## WORK TASK
Look through the lines below and copy each one that includes "operator".

## TASK DATA
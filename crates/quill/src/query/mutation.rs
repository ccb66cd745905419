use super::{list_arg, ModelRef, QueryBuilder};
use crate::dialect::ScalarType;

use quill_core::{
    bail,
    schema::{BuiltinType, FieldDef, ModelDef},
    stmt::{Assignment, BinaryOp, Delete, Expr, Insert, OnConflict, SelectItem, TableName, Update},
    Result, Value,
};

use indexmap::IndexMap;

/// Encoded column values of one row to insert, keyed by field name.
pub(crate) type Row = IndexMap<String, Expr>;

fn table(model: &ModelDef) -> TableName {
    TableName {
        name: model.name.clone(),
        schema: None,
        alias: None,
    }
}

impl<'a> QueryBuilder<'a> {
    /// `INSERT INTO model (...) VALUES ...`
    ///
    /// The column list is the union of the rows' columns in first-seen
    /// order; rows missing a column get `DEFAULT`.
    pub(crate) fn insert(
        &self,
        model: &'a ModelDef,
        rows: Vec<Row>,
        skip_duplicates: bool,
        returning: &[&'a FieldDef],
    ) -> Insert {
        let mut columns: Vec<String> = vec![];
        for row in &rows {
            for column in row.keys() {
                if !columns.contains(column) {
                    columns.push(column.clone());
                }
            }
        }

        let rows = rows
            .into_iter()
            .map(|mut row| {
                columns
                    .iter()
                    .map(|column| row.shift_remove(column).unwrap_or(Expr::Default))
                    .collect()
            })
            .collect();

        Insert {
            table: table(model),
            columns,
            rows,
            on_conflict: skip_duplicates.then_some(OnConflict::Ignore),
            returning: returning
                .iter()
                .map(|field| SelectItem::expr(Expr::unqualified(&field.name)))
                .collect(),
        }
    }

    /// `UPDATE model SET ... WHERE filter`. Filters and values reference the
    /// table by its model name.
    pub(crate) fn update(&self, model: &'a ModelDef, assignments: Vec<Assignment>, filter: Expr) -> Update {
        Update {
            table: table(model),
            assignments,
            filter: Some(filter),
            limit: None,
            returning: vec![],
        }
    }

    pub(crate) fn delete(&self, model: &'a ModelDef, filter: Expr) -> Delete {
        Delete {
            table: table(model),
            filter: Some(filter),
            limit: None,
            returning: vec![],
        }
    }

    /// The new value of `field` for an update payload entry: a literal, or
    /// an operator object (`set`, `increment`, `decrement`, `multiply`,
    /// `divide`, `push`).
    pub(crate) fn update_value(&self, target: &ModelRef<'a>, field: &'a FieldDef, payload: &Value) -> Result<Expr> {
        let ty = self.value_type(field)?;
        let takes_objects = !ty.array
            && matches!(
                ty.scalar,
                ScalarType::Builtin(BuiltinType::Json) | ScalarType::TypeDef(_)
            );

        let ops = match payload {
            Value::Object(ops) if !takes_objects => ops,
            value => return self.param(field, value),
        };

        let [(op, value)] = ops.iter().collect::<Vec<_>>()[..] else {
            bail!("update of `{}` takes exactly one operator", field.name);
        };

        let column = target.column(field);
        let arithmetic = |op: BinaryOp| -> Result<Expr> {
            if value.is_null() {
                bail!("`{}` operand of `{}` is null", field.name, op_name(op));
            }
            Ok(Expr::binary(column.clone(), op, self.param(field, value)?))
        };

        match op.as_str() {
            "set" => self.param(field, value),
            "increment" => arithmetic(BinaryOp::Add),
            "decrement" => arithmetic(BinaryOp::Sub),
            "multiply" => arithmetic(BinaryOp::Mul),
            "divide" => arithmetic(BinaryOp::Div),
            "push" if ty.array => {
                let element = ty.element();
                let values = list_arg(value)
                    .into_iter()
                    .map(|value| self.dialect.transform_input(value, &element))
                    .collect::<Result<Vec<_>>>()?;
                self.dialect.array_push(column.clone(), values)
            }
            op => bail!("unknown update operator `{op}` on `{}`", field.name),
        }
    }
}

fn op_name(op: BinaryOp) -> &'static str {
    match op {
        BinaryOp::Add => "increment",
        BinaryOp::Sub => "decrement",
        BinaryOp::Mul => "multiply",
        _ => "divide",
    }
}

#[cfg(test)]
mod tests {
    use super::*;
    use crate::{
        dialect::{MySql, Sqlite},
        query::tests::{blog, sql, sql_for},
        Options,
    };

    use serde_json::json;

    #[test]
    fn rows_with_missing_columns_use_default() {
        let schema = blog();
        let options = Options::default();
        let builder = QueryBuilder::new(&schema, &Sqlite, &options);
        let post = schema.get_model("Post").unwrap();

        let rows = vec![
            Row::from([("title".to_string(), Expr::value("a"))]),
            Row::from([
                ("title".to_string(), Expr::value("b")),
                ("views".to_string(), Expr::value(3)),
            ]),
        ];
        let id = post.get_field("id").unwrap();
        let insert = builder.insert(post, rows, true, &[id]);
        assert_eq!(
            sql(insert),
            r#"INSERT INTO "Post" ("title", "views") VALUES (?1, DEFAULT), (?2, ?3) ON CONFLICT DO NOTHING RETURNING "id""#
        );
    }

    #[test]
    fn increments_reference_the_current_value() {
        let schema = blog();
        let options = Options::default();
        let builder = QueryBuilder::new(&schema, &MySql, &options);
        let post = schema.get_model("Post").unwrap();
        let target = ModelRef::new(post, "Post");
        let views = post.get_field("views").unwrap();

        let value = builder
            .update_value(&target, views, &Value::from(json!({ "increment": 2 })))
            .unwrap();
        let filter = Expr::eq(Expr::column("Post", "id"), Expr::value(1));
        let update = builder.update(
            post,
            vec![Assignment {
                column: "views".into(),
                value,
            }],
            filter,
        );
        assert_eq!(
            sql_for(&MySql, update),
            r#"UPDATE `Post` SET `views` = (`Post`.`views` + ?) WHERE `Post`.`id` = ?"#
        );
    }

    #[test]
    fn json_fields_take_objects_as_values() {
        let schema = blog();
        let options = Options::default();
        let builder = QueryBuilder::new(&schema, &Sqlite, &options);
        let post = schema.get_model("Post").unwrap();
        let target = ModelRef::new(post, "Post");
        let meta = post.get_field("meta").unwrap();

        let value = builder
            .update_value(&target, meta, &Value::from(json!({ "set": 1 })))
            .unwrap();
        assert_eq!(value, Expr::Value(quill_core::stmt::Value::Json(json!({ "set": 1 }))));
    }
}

## REPLY
    /// an operator object (`set`, `increment`, `decrement`, `multiply`,
            bail!("update of `{}` takes exactly one operator", field.name);
            op => bail!("unknown update operator `{op}` on `{}`", field.name),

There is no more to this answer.